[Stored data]
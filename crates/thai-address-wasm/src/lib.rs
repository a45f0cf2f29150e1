//! thai-address-wasm — WebAssembly bindings for thai-address-core
//!
//! The search box of a web page, minus the HTML: JavaScript passes the raw
//! input, Rust routes it and hands back the hits plus a status line.
//!
//! What it provides
//! ----------------
//! - Automatic initialization on module load (via `#[wasm_bindgen(start)]`)
//! - `is_ready()`: whether the embedded dataset finished loading
//! - `search(query)`: `{ query, status, message, hits }`, where `status` is
//!   `"idle" | "found" | "no_results" | "failed"` and `message` is the Thai
//!   status line (or `null`)
//! - `lookup_postal_code("10330")`: hits for one postal code
//! - `get_stats()`: dataset counts
//!
//! Quick start (browser)
//! ---------------------
//! ```javascript
//! import init, { search } from 'thai-address-wasm';
//!
//! async function main() {
//!   await init();
//!   const { status, message, hits } = search('บางรัก');
//!   // hits: [{ subDistrict, district, province, postalCode }, ...]
//!   console.log(status, message, hits);
//! }
//! main();
//! ```
use std::sync::OnceLock;

use futures::executor::block_on;
use serde::Serialize;
use serde_wasm_bindgen::to_value;
use wasm_bindgen::prelude::*;

use thai_address_core::{
    AddressHit, AddressProvider, SearchSession, SearchView, ThaiAddressProvider,
};

static SESSION: OnceLock<SearchSession<ThaiAddressProvider>> = OnceLock::new();

fn session() -> &'static SearchSession<ThaiAddressProvider> {
    SESSION.get_or_init(|| SearchSession::new(ThaiAddressProvider::embedded()))
}

fn log(message: &str) {
    #[cfg(target_arch = "wasm32")]
    web_sys::console::log_1(&message.into());
    #[cfg(not(target_arch = "wasm32"))]
    tracing::info!("{message}");
}

#[wasm_bindgen(start)]
pub fn start() {
    console_error_panic_hook::set_once();
    log("Initializing Thai address WASM module...");

    let session = session();
    // The bundled provider does its loading synchronously, so this resolves
    // on the first poll.
    if block_on(session.initialize()) {
        if let Some(stats) = session.provider().stats() {
            log(&format!(
                "✓ Loaded {} provinces, {} sub-districts",
                stats.provinces, stats.sub_districts
            ));
        }
    } else if let Some(message) = session.view().status.message() {
        log(message);
    }
}

#[wasm_bindgen]
pub fn is_ready() -> bool {
    session().is_ready()
}

#[derive(Serialize)]
#[serde(rename_all = "camelCase")]
struct SearchResponse<'a> {
    query: &'a str,
    status: &'static str,
    message: Option<&'static str>,
    hits: &'a [AddressHit],
}

impl<'a> From<&'a SearchView> for SearchResponse<'a> {
    fn from(view: &'a SearchView) -> Self {
        Self {
            query: &view.query,
            status: view.status.as_str(),
            message: view.status.message(),
            hits: &view.hits,
        }
    }
}

/* --------------------------------------------------------------------------
   Search box
-------------------------------------------------------------------------- */

#[wasm_bindgen]
pub fn search(query: &str) -> Result<JsValue, JsValue> {
    let view = block_on(session().submit(query));
    Ok(to_value(&SearchResponse::from(&view))?)
}

#[wasm_bindgen]
pub fn lookup_postal_code(code: &str) -> Result<JsValue, JsValue> {
    let hits = block_on(session().provider().lookup_by_postal_code(code))
        .map_err(|err| JsValue::from_str(&err.to_string()))?;
    Ok(to_value(&hits)?)
}

#[wasm_bindgen]
pub fn get_stats() -> Result<JsValue, JsValue> {
    match session().provider().stats() {
        Some(stats) => Ok(to_value(&stats)?),
        None => Ok(JsValue::NULL),
    }
}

• _ASSIGNMENT_
Set down each line exactly as it appears, starting at the top of the data and ending at the line containing "dataset finished loading", and include no other lines.

• _RESPONSE TO THE EXERCISE_
filename crates/thai-address-wasm/src/lib.rs
repository a45f0cf2f29150e1
//! thai-address-wasm — WebAssembly bindings for thai-address-core
//!
//! The search box of a web page, minus the HTML: JavaScript passes the raw
//! input, Rust routes it and hands back the hits plus a status line.
//!
//! What it provides
//! ----------------
//! - Automatic initialization on module load (via `#[wasm_bindgen(start)]`)
//! - `is_ready()`: whether the embedded dataset finished loading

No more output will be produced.